Experimenting with AWS Athena. Am attempting to create a table from an S3 bucket which has files structures like so:
my-bucket/
my-bucket/group1/
my-bucket/group1/entry1/
my-bucket/group1/entry1/data.bin
my-bucket/group1/entry1/metadata
my-bucket/group1/entry2/
my-bucket/group1/entry2/data.bin
my-bucket/group1/entry2/metadata
...
my-bucket-group2/
...
Only the metadata
files are JSON files.
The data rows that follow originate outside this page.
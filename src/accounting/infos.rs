//! Hygiene helpers over the raw cgroup-path-keyed info map.
//!
//! The accounting subsystem reports every cgroup it has ever watched within
//! its retention window, so the raw map carries `.mount` unit cgroups,
//! cgroups of containers the runtime does not manage, and stale entries for
//! earlier incarnations of a restarted container. The reconciler joins
//! against the runtime's listings by container id, so the map has to be
//! filtered and re-keyed first.

use std::collections::HashMap;

use crate::container::{ContainerIdentity, POD_NAME_LABEL, POD_NAMESPACE_LABEL};

use super::ContainerInfo;

/// Returns the container-level infos re-keyed by container id (the trailing
/// cgroup path segment), with `.mount` cgroups, non-pod-managed cgroups and
/// stale incarnations of restarted containers removed.
///
/// When several infos share one logical container identity, only the most
/// recently created one that still shows live CPU and memory usage is kept;
/// a group where none qualifies contributes nothing.
pub fn container_keyed_infos(
    infos: &HashMap<String, ContainerInfo>,
) -> HashMap<&str, &ContainerInfo> {
    let mut groups: HashMap<ContainerIdentity, Vec<(&str, &ContainerInfo)>> = HashMap::new();
    for (key, info) in infos {
        // On systemd hosts every mount into a container has an associated
        // `.mount` cgroup shadowing the container's own entry.
        if key.ends_with(".mount") {
            continue;
        }
        if !is_pod_managed(info) {
            continue;
        }
        groups
            .entry(ContainerIdentity::from_labels(&info.spec.labels))
            .or_default()
            .push((key.as_str(), info));
    }

    let mut out = HashMap::new();
    for mut entries in groups.into_values() {
        if entries.len() == 1 {
            let (key, info) = entries[0];
            out.insert(base_segment(key), info);
            continue;
        }
        entries.sort_by_key(|(_, info)| info.spec.creation_time);
        if let Some(&(key, info)) = entries.iter().rev().find(|(_, info)| has_live_usage(info)) {
            out.insert(base_segment(key), info);
        }
    }

    out
}

/// Finds the pod-level cgroup info for the given pod UID, if the accounting
/// subsystem tracks one. Pod cgroups are named `pod<uid>` (with an optional
/// systemd `.slice` suffix).
pub fn pod_info_by_uid<'a>(
    infos: &'a HashMap<String, ContainerInfo>,
    uid: &str,
) -> Option<&'a ContainerInfo> {
    if uid.is_empty() {
        return None;
    }
    infos.iter().find_map(|(key, info)| {
        let base = base_segment(key).trim_end_matches(".slice");
        (base.strip_prefix("pod") == Some(uid)).then_some(info)
    })
}

/// True when the info's labels identify a runtime-managed pod container.
fn is_pod_managed(info: &ContainerInfo) -> bool {
    let labels = &info.spec.labels;
    labels.get(POD_NAME_LABEL).is_some_and(|v| !v.is_empty())
        && labels.get(POD_NAMESPACE_LABEL).is_some_and(|v| !v.is_empty())
}

/// True when the latest sample still reports CPU and memory activity, i.e.
/// the cgroup belongs to a live container rather than an exited incarnation.
fn has_live_usage(info: &ContainerInfo) -> bool {
    info.latest_sample().is_some_and(|s| {
        s.cpu.is_some_and(|c| c.usage_nano_cores.unwrap_or(0) > 0)
            && s.memory.is_some_and(|m| m.rss_bytes > 0)
    })
}

fn base_segment(key: &str) -> &str {
    key.rsplit('/').next().unwrap_or(key)
}

#[cfg(test)]
mod tests {
    use super::*;
    use crate::accounting::{CpuSample, MemorySample, Sample};
    use crate::container::{CONTAINER_NAME_LABEL, POD_UID_LABEL};

    fn pod_labels(name: &str, container: &str) -> HashMap<String, String> {
        HashMap::from([
            (POD_NAME_LABEL.to_owned(), name.to_owned()),
            (POD_NAMESPACE_LABEL.to_owned(), "default".to_owned()),
            (POD_UID_LABEL.to_owned(), "uid-1".to_owned()),
            (CONTAINER_NAME_LABEL.to_owned(), container.to_owned()),
        ])
    }

    fn live_info(labels: HashMap<String, String>, creation_time: i64) -> ContainerInfo {
        ContainerInfo {
            spec: crate::accounting::ContainerSpec {
                creation_time,
                labels,
                ..Default::default()
            },
            samples: vec![Sample {
                timestamp: creation_time + 1,
                cpu: Some(CpuSample {
                    usage_core_nano_seconds: 100,
                    usage_nano_cores: Some(50),
                }),
                memory: Some(MemorySample {
                    rss_bytes: 4096,
                    ..Default::default()
                }),
                ..Default::default()
            }],
        }
    }

    fn dead_info(labels: HashMap<String, String>, creation_time: i64) -> ContainerInfo {
        ContainerInfo {
            spec: crate::accounting::ContainerSpec {
                creation_time,
                labels,
                ..Default::default()
            },
            samples: vec![Sample {
                timestamp: creation_time + 1,
                ..Default::default()
            }],
        }
    }

    #[test]
    fn test_rekeys_by_trailing_segment() {
        let infos = HashMap::from([(
            "/kubepods/poduid-1/abc123".to_owned(),
            live_info(pod_labels("web", "nginx"), 10),
        )]);
        let keyed = container_keyed_infos(&infos);
        assert!(keyed.contains_key("abc123"));
    }

    #[test]
    fn test_skips_mount_and_unmanaged_cgroups() {
        let infos = HashMap::from([
            (
                "/kubepods/poduid-1/abc123/var-lib.mount".to_owned(),
                live_info(pod_labels("web", "nginx"), 10),
            ),
            ("/system.slice/sshd".to_owned(), live_info(HashMap::new(), 10)),
        ]);
        assert!(container_keyed_infos(&infos).is_empty());
    }

    #[test]
    fn test_keeps_newest_live_incarnation() {
        let infos = HashMap::from([
            (
                "/kubepods/poduid-1/old000".to_owned(),
                dead_info(pod_labels("web", "nginx"), 10),
            ),
            (
                "/kubepods/poduid-1/new111".to_owned(),
                live_info(pod_labels("web", "nginx"), 20),
            ),
        ]);
        let keyed = container_keyed_infos(&infos);
        assert_eq!(keyed.len(), 1);
        assert!(keyed.contains_key("new111"));
    }

    #[test]
    fn test_group_without_live_usage_is_dropped() {
        let infos = HashMap::from([
            (
                "/kubepods/poduid-1/old000".to_owned(),
                dead_info(pod_labels("web", "nginx"), 10),
            ),
            (
                "/kubepods/poduid-1/new111".to_owned(),
                dead_info(pod_labels("web", "nginx"), 20),
            ),
        ]);
        assert!(container_keyed_infos(&infos).is_empty());
    }

    #[test]
    fn test_pod_info_by_uid() {
        let infos = HashMap::from([
            ("/kubepods/poduid-1".to_owned(), dead_info(HashMap::new(), 5)),
            (
                "/kubepods/poduid-1/abc123".to_owned(),
                live_info(pod_labels("web", "nginx"), 10),
            ),
        ]);
        assert!(pod_info_by_uid(&infos, "uid-1").is_some());
        assert!(pod_info_by_uid(&infos, "uid-2").is_none());
        assert!(pod_info_by_uid(&infos, "").is_none());
    }

    #[test]
    fn test_pod_info_by_uid_systemd_slice() {
        let infos = HashMap::from([(
            "/kubepods.slice/poduid-9.slice".to_owned(),
            dead_info(HashMap::new(), 5),
        )]);
        assert!(pod_info_by_uid(&infos, "uid-9").is_some());
    }
}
Each one looks like this:
{
"key1": "value1",
"key2": "value2",
"key3": n
}
So I tried to create a table:
CREATE EXTERNAL TABLE example (
key1 string,
key2 string,
key3 int
)
ROW FORMAT serde 'org.apache.hive.hcatalog.data.JsonSerDe'
LOCATION 's3://my-bucket/'
The create query succeeded, but when I attempt to query:
SELECT * FROM preserved_recordings limit 10;
I get an error:
Query 93aa62d6-8a52-4a5d-a2fb-08a6e00181d3 failed with error code HIVE_CURSOR_ERROR: org.codehaus.jackson.JsonParseException: Unexpected end-of-input: expected close marker for OBJECT (from [Source: java.io.ByteArrayInputStream@2da7f4ef; line: 1, column: 0]) at [Source: java.io.ByteArrayInputStream@2da7f4ef; line: 1, column: 3]
Does AWS Athena require all files in the bucket to be JSON in this case? I'm not sure if the .bin files are causing the cursor error, or if something else is going on. Has anyone else encountered this, or can clue me in at to what is going on?